### WORK REQUIRED
An exact reproduction of all the entries below is required.

### SUPPLIED RECORDS
//! Session-level error type shared by both roles.

use thiserror::Error;

use crate::crypto::CryptoError;
use crate::protocol::codec::ProtocolError;
use crate::protocol::transport::TransportError;

/// Why a session failed or an operation on it was refused.
#[derive(Debug, Error, Clone, PartialEq, Eq)]
pub enum SessionError {
    /// The key could not be derived or the cipher could not be set up.
    #[error("crypto initialisation failed: {0}")]
    CryptoInit(String),

    /// The peer's envelope did not authenticate under our key.
    #[error("authentication failed")]
    Authentication,

    /// The transport could not connect, failed or closed.
    #[error("transport error: {0}")]
    Transport(String),

    /// The peer sent something that violates the protocol.
    #[error("protocol error: {0}")]
    Protocol(String),

    /// The peer did not answer within the handshake timeout.
    #[error("timed out waiting for the peer")]
    Timeout,

    /// The peer refused the connection.
    #[error("connection rejected: {0}")]
    Rejected(String),

    /// The local input capture source could not be started.
    #[error("input capture failed: {0}")]
    Capture(String),

    /// The replay sink could not inject an event.
    #[error("replay failed: {0}")]
    ReplayFailure(String),
}

impl From<CryptoError> for SessionError {
    fn from(e: CryptoError) -> Self {
        match e {
            CryptoError::Init(reason) => SessionError::CryptoInit(reason),
            CryptoError::Encrypt => SessionError::CryptoInit("encryption failed".to_string()),
            CryptoError::Decrypt(_) => SessionError::Authentication,
        }
    }
}

impl From<TransportError> for SessionError {
    fn from(e: TransportError) -> Self {
        SessionError::Transport(e.to_string())
    }
}

impl From<ProtocolError> for SessionError {
    fn from(e: ProtocolError) -> Self {
        SessionError::Protocol(e.to_string())
    }
}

### RESULT FOR THIS EXERCISE
//! Session-level error type shared by both roles.

use thiserror::Error;

use crate::crypto::CryptoError;
use crate::protocol::codec::ProtocolError;
use crate::protocol::transport::TransportError;

/// Why a session failed or an operation on it was refused.
#[derive(Debug, Error, Clone, PartialEq, Eq)]
pub enum SessionError {
    /// The key could not be derived or the cipher could not be set up.
    #[error("crypto initialisation failed: {0}")]
    CryptoInit(String),

    /// The peer's envelope did not authenticate under our key.
    #[error("authentication failed")]
    Authentication,

    /// The transport could not connect, failed or closed.
    #[error("transport error: {0}")]
    Transport(String),

    /// The peer sent something that violates the protocol.
    #[error("protocol error: {0}")]
    Protocol(String),

    /// The peer did not answer within the handshake timeout.
    #[error("timed out waiting for the peer")]
    Timeout,

    /// The peer refused the connection.
    #[error("connection rejected: {0}")]
    Rejected(String),

    /// The local input capture source could not be started.
    #[error("input capture failed: {0}")]
    Capture(String),

    /// The replay sink could not inject an event.
    #[error("replay failed: {0}")]
    ReplayFailure(String),
}

impl From<CryptoError> for SessionError {
    fn from(e: CryptoError) -> Self {
        match e {
            CryptoError::Init(reason) => SessionError::CryptoInit(reason),
            CryptoError::Encrypt => SessionError::CryptoInit("encryption failed".to_string()),
            CryptoError::Decrypt(_) => SessionError::Authentication,
        }
    }
}

impl From<TransportError> for SessionError {
    fn from(e: TransportError) -> Self {
        SessionError::Transport(e.to_string())
    }
}

impl From<ProtocolError> for SessionError {
    fn from(e: ProtocolError) -> Self {
        SessionError::Protocol(e.to_string())
    }
}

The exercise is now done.